In a piece published Oct. 16, the Guardian claims Whisper tracks its anonymous users with an in-house mapping tool that curates GPS data from messages sent by users. Even users who have opted out of the geolocation feature may be tracked via IP data sent from their smartphones, the report notes.
This user information -- some of which reportedly has been shared with the FBI and Britain's MI5 -- is allegedly collected in databases. Some specific users are even monitored by Whisper staff, the Guardian reports. (One supposed target was a "sex-obsessed lobbyist" in Washington, D.C. "He’s a guy that we’ll track for the rest of his life and he’ll have no idea we’ll be watching him," an unnamed executive is quoted as saying.)
The Guardian said it obtained information on the alleged practice last month while visiting the Whisper offices in Los Angeles for "the possibility of an expanded journalistic relationship." The publication now says it "is no longer pursuing a relationship with Whisper."
The claims against the company stand in contrast to comments made by Whisper founder and CEO Michael Heyward, who has said Whisper is "the safest place on the Internet," the report notes.
Whisper, however, is speaking out against the report, calling the Guardian's "assumptions" "false." In a statement emailed to The Huffington Post Thursday, the company said:
Whisper does not collect nor store any personally identifiable information from users and is anonymous. There is nothing in our geolocation data that can be tied to an individual user and a user’s anonymity is never compromised. Whisper does not follow or track users. The Guardian’s assumptions that Whisper is gathering information about users and violating user’s privacy are false.
Neetzan Zimmerman, Whisper's editor in chief and former Gawker employee, also took to Twitter to slam the Guardian, calling the piece "a pack of vicious lies."

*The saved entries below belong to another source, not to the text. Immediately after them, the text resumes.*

//! Tracing subscriber setup.
//!
//! Library code only emits `tracing` events; embedding applications call
//! [`init_tracing`] once at startup to decide where they go.

use tracing_subscriber::fmt;

use crate::config::{LogFormat, LoggingConfig, ValidationError};

/// Installs a global fmt subscriber filtered by `config.level`.
///
/// Returns `Ok(false)` if a global subscriber was already installed (for
/// example by a test harness); the existing one is left in place.
pub fn init_tracing(config: &LoggingConfig) -> Result<bool, ValidationError> {
    let filter = config.env_filter()?;

    let installed = match config.format {
        LogFormat::Pretty => fmt().with_env_filter(filter).with_target(true).try_init(),
        LogFormat::Json => fmt()
            .json()
            .with_env_filter(filter)
            .with_current_span(false)
            .try_init(),
    };

    Ok(installed.is_ok())
}
//! Configuration error types

use thiserror::Error;

/// Errors that can occur during configuration loading
#[derive(Debug, Error)]
pub enum ConfigError {
    #[error("Configuration loading failed: {0}")]
    LoadError(#[from] config::ConfigError),

    #[error("Validation failed: {0}")]
    ValidationFailed(#[from] ValidationError),
}

/// Errors that can occur during configuration validation
#[derive(Debug, PartialEq, Eq, Error)]
pub enum ValidationError {
    #[error("Required configuration missing: {0}")]
    MissingRequired(&'static str),

    #[error("Admin password must be changed from the default in production")]
    DefaultPasswordInProduction,

    #[error("Session TTL must be greater than zero")]
    InvalidSessionTtl,

    #[error("Analytics top_n must be greater than zero")]
    InvalidTopN,

    #[error("Invalid log filter directive: {0}")]
    InvalidLogLevel(String),
}
#[cfg(test)]
mod tests {
    use crate::domain::analytics::aggregates::*;
    use crate::domain::foundation::VentureId;
    use crate::domain::venture::{NewVenture, ReactionKind, Reactions, Venture};

    fn venture(id: &str, year: i32, views: u64, reactions: Reactions) -> Venture {
        let mut v = Venture::create(VentureId::new(id).unwrap(), NewVenture::new(id, id, year));
        v.views = views;
        v.reactions = reactions;
        v
    }

    fn hearts(n: u64) -> Reactions {
        Reactions {
            heart: n,
            ..Reactions::zeroed()
        }
    }

    fn ids(list: &[&Venture]) -> Vec<String> {
        list.iter().map(|v| v.id.to_string()).collect()
    }

    // ─────────────────────────────────────────────────────────────────────
    // Totals and engagement
    // ─────────────────────────────────────────────────────────────────────

    #[test]
    fn totals_over_empty_collection_are_zero() {
        assert_eq!(total_views(&[]), 0);
        assert_eq!(total_reactions(&[]), 0);
        assert_eq!(engagement_rate(&[]), 0.0);
    }

    #[test]
    fn totals_sum_every_venture() {
        let ventures = vec![
            venture("a", 1997, 10, hearts(3)),
            venture("b", 2005, 30, Reactions { sad: 2, thinking: 1, ..Reactions::zeroed() }),
        ];
        assert_eq!(total_views(&ventures), 40);
        assert_eq!(total_reactions(&ventures), 6);
    }

    #[test]
    fn engagement_rate_is_zero_without_views_even_with_reactions() {
        let ventures = vec![venture("a", 2020, 0, hearts(9))];
        assert_eq!(engagement_rate(&ventures), 0.0);
    }

    #[test]
    fn engagement_rate_is_reactions_per_hundred_views() {
        let ventures = vec![venture("a", 2020, 40, hearts(10)), venture("b", 2021, 60, hearts(5))];
        assert!((engagement_rate(&ventures) - 15.0).abs() < 1e-9);
    }

    // ─────────────────────────────────────────────────────────────────────
    // Arg-max tie-breaks
    // ─────────────────────────────────────────────────────────────────────

    #[test]
    fn most_viewed_prefers_first_on_tie() {
        let ventures = vec![
            venture("a", 2020, 5, hearts(0)),
            venture("b", 2020, 9, hearts(0)),
            venture("c", 2020, 9, hearts(0)),
        ];
        assert_eq!(most_viewed(&ventures).unwrap().id.as_str(), "b");
    }

    #[test]
    fn most_viewed_with_all_zero_is_first_venture() {
        let ventures = vec![venture("a", 2020, 0, hearts(0)), venture("b", 2020, 0, hearts(0))];
        assert_eq!(most_viewed(&ventures).unwrap().id.as_str(), "a");
    }

    #[test]
    fn most_reacted_prefers_first_on_tie() {
        let ventures = vec![
            venture("a", 2020, 0, hearts(4)),
            venture("b", 2020, 0, Reactions { laugh: 2, angry: 2, ..Reactions::zeroed() }),
        ];
        assert_eq!(most_reacted(&ventures).unwrap().id.as_str(), "a");
    }

    #[test]
    fn arg_max_over_empty_is_none() {
        assert!(most_viewed(&[]).is_none());
        assert!(most_reacted(&[]).is_none());
    }

    // ─────────────────────────────────────────────────────────────────────
    // Breakdown and decades
    // ─────────────────────────────────────────────────────────────────────

    #[test]
    fn breakdown_lists_all_kinds_in_canonical_order() {
        let breakdown = reaction_breakdown(&[]);
        let kinds: Vec<ReactionKind> = breakdown.iter().map(|s| s.kind).collect();
        assert_eq!(kinds, ReactionKind::ALL.to_vec());
        assert!(breakdown.iter().all(|s| s.count == 0 && s.percentage == 0.0));
    }

    #[test]
    fn breakdown_carries_display_label_and_emoji() {
        let breakdown = reaction_breakdown(&[]);
        assert_eq!(breakdown[0].label, "Inspired");
        assert_eq!(breakdown[0].emoji, "\u{2764}\u{fe0f}");
        assert_eq!(breakdown[5].label, "Thought-Provoking");
        assert_eq!(breakdown[5].emoji, "\u{1f914}");
    }

    #[test]
    fn breakdown_percentages_share_total() {
        let ventures = vec![
            venture("a", 2020, 1, Reactions { heart: 3, sad: 1, ..Reactions::zeroed() }),
            venture("b", 2020, 1, hearts(4)),
        ];
        let breakdown = reaction_breakdown(&ventures);
        assert_eq!(breakdown[0].count, 7);
        assert!((breakdown[0].percentage - 87.5).abs() < 1e-9);
        assert!((breakdown[1].percentage - 12.5).abs() < 1e-9);
        let sum: f64 = breakdown.iter().map(|s| s.percentage).sum();
        assert!((sum - 100.0).abs() < 1e-9);
    }

    #[test]
    fn decade_of_floors_toward_negative_infinity() {
        assert_eq!(decade_of(1997), 1990);
        assert_eq!(decade_of(2000), 2000);
        assert_eq!(decade_of(2009), 2000);
        assert_eq!(decade_of(-5), -10);
    }

    #[test]
    fn decade_of_handles_extreme_years() {
        assert_eq!(decade_of(i32::MIN), -2_147_483_650);
        assert_eq!(decade_of(i32::MAX), 2_147_483_640);
    }

    #[test]
    fn ventures_by_decade_accepts_extreme_years() {
        let ventures = vec![
            venture("a", i32::MIN, 0, hearts(0)),
            venture("b", i32::MAX, 0, hearts(0)),
        ];
        let buckets = ventures_by_decade(&ventures);
        assert_eq!(buckets.get(&-2_147_483_650), Some(&1));
        assert_eq!(buckets.get(&2_147_483_640), Some(&1));
    }

    #[test]
    fn ventures_by_decade_groups_launch_years() {
        let ventures = vec![
            venture("a", 1997, 0, hearts(0)),
            venture("b", 2005, 0, hearts(0)),
            venture("c", 2008, 0, hearts(0)),
            venture("d", 2019, 0, hearts(0)),
        ];
        let buckets = ventures_by_decade(&ventures);
        assert_eq!(buckets.get(&1990), Some(&1));
        assert_eq!(buckets.get(&2000), Some(&2));
        assert_eq!(buckets.get(&2010), Some(&1));
        assert_eq!(buckets.keys().copied().collect::<Vec<_>>(), vec![1990, 2000, 2010]);
    }

    // ─────────────────────────────────────────────────────────────────────
    // Rankings
    // ─────────────────────────────────────────────────────────────────────

    #[test]
    fn top_by_views_is_stable_and_truncated() {
        let ventures = vec![
            venture("a", 2020, 3, hearts(0)),
            venture("b", 2020, 7, hearts(0)),
            venture("c", 2020, 3, hearts(0)),
            venture("d", 2020, 1, hearts(0)),
        ];
        assert_eq!(ids(&top_by_views(&ventures, 3)), vec!["b", "a", "c"]);
        assert_eq!(top_by_views(&ventures, 10).len(), 4);
        assert!(top_by_views(&ventures, 0).is_empty());
    }

    #[test]
    fn top_by_reactions_ranks_by_reaction_sum() {
        let ventures = vec![
            venture("a", 2020, 100, hearts(1)),
            venture("b", 2020, 0, Reactions { sad: 2, laugh: 2, ..Reactions::zeroed() }),
            venture("c", 2020, 0, hearts(4)),
        ];
        assert_eq!(ids(&top_by_reactions(&ventures, 5)), vec!["b", "c", "a"]);
    }

    // ─────────────────────────────────────────────────────────────────────
    // Overview figures
    // ─────────────────────────────────────────────────────────────────────

    #[test]
    fn average_views_rounds_to_nearest() {
        let ventures = vec![venture("a", 2020, 1, hearts(0)), venture("b", 2020, 2, hearts(0))];
        assert_eq!(average_views(&ventures), 2);
        assert_eq!(average_views(&[]), 0);
    }

    #[test]
    fn year_span_is_inclusive() {
        let ventures = vec![venture("a", 1997, 0, hearts(0)), venture("b", 2019, 0, hearts(0))];
        assert_eq!(year_span(&ventures), 23);
        assert_eq!(year_span(&ventures[..1]), 1);
        assert_eq!(year_span(&[]), 0);
    }

    #[test]
    fn year_span_covers_full_i32_range() {
        let ventures = vec![
            venture("a", i32::MIN, 0, hearts(0)),
            venture("b", i32::MAX, 0, hearts(0)),
        ];
        assert_eq!(year_span(&ventures), 1 << 32);
    }
}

First response: The Guardian’s piece is lousy with falsehoods, and we will be debunking them all. Much more to come.
— Neetzan Zimmerman (@neetzan) October 16, 2014
1/This cannot be overemphasized: @Whisper has never nor will ever collect nor store ANY personally identifiable information from its users.
— Neetzan Zimmerman (@neetzan) October 16, 2014
2/Users must OPT IN to location, not OPT OUT. If a user does not OPT IN, their location information is NEVER collected nor stored, period.
— Neetzan Zimmerman (@neetzan) October 16, 2014
3/Users who OPT IN — meaning elect to make their location public — have their location HEAVILY FUZZED by @Whisper to 500 meters away.
— Neetzan Zimmerman (@neetzan) October 16, 2014
4/No exact location data is EVER stored or is accessible by @Whisper or its employees. The Guardian’s suggestion to the contrary is FALSE.
— Neetzan Zimmerman (@neetzan) October 16, 2014
5/Again, users who have OPTED IN to making their location PUBLIC have their location proactively fuzzed to 500 meters by @Whisper.
— Neetzan Zimmerman (@neetzan) October 16, 2014
6/As there is no personally identifiable information (name, phone, email, address) collected or stored, fuzzed location data is meaningless.
— Neetzan Zimmerman (@neetzan) October 16, 2014
7/Users who do not opt in to location send NO GPS information. It is a technical impossibility for us to determine their location.
— Neetzan Zimmerman (@neetzan) October 16, 2014
8/To sum: Users must OPT IN to location; location is ALWAYS fuzzed to 500 meters; Users who don’t opt in provide NO GPS data.
— Neetzan Zimmerman (@neetzan) October 16, 2014
In addition, Zimmerman tweeted a link to Whisper's official response to the Guardian. In the document, the company reiterates: GPS information is "obscured to within 500 meters of their smartphone device’s actual location. There is nothing in our geolocation data that can be tied to an individual user and a user’s anonymity is never compromised."
The company denied tracking any single user but admitted to surfacing newsworthy items based on thematic postings from users.
When contacted by Valleywag, Zimmerman said Whisper has "no personally identifiable information" about users, adding, "at the most, we know generally what town they're in."
In its report, the Guardian alleges Whisper changed its privacy policy this week from saying the company “is committed to protecting your privacy and the security of personally identifying information” to “our goal is to provide you with a tool that allows you to express yourself while remaining anonymous to the community."
HuffPost has written stories incorporating Whisper posts in the past, a practice that has been suspended until more information becomes available.